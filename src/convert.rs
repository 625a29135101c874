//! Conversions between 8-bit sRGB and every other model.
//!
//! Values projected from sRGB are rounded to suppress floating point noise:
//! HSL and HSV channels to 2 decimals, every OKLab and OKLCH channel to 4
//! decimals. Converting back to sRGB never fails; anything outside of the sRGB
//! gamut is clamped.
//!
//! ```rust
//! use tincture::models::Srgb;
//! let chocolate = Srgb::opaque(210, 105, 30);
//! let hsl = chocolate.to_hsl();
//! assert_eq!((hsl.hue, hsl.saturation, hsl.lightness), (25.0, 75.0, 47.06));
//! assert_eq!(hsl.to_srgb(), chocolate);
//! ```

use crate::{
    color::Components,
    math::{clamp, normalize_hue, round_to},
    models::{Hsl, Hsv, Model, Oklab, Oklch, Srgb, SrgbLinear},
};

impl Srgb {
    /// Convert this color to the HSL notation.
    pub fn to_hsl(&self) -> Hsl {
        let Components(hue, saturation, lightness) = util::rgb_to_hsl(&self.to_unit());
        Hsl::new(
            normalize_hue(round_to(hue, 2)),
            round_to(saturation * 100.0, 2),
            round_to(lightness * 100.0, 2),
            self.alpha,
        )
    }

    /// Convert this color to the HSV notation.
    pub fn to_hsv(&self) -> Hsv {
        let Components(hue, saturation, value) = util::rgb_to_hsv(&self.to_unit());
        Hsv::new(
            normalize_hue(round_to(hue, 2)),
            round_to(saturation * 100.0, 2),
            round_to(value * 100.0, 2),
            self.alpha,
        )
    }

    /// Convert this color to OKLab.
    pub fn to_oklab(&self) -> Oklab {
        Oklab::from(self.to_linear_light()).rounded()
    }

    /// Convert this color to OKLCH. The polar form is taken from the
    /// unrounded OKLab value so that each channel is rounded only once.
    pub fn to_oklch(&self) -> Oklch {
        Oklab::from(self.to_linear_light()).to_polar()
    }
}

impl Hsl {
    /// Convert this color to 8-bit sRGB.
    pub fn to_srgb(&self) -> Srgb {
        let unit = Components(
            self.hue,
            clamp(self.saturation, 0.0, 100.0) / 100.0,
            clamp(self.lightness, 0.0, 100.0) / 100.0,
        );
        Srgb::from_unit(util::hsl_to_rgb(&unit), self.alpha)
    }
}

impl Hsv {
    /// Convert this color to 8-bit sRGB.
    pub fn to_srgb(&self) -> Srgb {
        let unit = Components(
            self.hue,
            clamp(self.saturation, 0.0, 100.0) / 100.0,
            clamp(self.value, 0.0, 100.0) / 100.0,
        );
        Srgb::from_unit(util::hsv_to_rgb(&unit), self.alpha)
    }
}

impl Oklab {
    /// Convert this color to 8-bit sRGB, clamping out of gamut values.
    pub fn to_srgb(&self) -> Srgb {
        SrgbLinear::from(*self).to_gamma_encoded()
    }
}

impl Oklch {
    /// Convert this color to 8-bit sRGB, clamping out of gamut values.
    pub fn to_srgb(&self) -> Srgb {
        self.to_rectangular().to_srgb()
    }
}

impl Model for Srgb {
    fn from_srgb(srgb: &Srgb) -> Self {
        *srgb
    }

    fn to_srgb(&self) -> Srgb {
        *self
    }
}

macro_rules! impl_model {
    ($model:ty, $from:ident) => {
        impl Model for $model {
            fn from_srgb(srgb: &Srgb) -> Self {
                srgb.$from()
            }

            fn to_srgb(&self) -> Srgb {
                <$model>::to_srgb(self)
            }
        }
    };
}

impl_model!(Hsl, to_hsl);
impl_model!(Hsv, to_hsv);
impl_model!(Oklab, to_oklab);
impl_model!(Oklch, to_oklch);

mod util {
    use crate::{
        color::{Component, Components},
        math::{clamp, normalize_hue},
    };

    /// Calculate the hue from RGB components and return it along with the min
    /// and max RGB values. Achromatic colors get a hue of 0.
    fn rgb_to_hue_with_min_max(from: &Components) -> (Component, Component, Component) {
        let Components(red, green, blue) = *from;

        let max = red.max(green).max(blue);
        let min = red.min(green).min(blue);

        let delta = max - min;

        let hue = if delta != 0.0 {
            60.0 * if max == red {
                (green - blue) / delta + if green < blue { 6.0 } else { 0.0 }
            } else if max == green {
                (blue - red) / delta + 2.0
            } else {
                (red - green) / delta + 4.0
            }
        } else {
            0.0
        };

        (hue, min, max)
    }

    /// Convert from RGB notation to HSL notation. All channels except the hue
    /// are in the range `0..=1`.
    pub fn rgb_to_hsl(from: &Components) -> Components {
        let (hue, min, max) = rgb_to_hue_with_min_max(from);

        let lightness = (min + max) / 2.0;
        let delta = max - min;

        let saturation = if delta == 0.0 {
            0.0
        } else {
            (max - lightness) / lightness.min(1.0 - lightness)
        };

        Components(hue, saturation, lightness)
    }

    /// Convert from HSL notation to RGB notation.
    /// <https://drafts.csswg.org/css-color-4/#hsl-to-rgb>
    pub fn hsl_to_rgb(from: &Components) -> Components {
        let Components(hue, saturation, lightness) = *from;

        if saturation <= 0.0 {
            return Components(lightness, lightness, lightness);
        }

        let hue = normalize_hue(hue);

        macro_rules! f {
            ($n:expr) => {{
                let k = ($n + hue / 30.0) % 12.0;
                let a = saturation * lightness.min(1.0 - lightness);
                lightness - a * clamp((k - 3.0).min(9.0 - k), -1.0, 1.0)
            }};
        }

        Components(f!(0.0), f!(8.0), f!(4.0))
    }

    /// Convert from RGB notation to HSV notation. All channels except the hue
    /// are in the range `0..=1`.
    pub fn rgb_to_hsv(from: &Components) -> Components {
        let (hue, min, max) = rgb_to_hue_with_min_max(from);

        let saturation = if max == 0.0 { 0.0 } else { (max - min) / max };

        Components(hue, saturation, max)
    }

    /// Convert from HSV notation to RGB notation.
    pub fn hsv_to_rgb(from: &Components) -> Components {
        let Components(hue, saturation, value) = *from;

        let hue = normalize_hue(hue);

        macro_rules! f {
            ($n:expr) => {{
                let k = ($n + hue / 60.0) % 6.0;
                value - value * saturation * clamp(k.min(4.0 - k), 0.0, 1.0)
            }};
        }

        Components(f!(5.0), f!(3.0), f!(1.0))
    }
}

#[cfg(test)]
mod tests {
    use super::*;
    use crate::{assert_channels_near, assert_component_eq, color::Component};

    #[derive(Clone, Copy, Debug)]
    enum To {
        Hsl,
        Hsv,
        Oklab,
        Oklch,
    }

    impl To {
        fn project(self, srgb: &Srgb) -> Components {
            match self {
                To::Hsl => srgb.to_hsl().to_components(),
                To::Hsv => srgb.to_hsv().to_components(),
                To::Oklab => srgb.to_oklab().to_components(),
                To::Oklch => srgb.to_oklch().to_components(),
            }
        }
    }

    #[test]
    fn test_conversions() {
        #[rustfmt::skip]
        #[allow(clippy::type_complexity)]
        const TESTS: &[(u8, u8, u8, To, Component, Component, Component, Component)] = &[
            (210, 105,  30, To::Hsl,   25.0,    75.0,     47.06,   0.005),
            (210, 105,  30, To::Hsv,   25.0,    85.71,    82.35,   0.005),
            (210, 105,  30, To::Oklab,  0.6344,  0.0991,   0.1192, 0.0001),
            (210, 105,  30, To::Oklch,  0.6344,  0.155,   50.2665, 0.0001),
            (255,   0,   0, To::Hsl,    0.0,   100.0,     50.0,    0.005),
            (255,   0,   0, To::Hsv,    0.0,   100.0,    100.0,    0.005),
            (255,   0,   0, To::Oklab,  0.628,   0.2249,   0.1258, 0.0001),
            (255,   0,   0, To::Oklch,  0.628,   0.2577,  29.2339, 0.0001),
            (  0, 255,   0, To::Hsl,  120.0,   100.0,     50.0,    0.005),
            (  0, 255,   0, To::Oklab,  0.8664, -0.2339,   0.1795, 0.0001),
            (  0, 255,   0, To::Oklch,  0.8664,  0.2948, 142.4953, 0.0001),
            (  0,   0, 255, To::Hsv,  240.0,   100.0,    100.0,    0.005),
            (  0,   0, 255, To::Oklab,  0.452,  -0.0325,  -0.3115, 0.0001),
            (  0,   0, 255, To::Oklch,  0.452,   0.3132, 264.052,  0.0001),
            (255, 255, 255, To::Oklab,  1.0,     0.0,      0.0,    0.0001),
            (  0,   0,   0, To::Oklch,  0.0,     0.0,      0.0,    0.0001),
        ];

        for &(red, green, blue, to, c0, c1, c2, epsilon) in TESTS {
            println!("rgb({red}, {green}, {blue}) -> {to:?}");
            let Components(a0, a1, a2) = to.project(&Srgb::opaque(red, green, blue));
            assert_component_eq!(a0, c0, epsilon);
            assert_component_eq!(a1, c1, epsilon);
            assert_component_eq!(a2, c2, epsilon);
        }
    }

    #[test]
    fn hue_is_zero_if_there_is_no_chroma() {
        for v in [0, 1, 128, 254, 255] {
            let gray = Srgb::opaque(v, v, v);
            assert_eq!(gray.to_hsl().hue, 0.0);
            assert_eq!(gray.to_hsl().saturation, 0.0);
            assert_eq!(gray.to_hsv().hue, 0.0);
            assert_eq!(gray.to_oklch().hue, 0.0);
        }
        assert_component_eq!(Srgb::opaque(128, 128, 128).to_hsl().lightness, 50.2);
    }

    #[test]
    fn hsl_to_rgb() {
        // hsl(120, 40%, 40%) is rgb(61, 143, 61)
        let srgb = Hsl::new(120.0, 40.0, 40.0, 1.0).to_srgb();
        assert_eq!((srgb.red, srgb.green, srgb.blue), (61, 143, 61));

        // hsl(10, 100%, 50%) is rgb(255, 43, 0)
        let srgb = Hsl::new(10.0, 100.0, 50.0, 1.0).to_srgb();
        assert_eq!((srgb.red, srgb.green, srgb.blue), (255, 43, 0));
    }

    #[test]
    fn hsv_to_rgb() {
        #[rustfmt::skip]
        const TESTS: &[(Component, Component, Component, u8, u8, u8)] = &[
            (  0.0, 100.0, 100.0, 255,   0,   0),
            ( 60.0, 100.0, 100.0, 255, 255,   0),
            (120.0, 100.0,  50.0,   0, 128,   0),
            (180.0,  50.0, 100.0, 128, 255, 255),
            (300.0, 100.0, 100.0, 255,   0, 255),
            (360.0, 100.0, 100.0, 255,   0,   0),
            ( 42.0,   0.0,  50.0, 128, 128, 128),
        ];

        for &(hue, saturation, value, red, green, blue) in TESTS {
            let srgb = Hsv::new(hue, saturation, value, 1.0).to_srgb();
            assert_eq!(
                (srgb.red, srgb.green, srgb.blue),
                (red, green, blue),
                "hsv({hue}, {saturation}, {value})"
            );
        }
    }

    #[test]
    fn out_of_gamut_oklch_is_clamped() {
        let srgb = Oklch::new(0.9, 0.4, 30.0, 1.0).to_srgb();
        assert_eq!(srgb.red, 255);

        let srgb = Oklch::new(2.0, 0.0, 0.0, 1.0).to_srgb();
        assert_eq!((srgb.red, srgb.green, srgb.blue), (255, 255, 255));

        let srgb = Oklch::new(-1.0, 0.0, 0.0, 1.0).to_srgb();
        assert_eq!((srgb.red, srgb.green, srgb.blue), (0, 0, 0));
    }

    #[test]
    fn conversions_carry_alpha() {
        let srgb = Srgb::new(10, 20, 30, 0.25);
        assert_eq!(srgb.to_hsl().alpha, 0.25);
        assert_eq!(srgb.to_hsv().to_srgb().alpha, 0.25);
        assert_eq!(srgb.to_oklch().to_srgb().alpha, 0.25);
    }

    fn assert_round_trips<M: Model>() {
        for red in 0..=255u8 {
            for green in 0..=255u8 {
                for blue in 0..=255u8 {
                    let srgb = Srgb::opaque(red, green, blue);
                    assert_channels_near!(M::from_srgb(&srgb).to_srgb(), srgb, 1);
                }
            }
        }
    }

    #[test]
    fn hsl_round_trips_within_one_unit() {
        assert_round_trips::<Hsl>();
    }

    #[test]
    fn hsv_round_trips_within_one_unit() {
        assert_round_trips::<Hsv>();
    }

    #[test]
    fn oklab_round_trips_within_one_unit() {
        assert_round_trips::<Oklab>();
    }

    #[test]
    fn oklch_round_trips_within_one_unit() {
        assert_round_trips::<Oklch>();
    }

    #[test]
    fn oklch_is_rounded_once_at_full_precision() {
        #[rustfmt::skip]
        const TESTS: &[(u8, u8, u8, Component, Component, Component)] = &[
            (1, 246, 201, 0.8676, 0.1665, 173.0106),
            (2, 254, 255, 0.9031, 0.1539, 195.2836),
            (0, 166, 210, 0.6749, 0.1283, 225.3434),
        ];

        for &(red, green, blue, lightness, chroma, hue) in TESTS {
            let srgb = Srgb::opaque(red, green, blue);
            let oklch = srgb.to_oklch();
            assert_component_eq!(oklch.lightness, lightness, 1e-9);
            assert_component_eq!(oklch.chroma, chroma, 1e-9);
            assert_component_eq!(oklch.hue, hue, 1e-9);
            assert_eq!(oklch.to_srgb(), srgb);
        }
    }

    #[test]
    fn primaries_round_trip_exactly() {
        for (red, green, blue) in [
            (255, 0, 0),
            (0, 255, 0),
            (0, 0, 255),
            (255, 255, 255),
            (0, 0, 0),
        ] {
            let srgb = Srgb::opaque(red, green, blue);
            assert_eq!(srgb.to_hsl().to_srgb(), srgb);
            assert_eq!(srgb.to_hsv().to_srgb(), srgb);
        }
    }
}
==========
Check each line above for the word "math" and copy every line that has it.

§ Answer section:
    math::{clamp, normalize_hue, round_to},
        math::{clamp, normalize_hue},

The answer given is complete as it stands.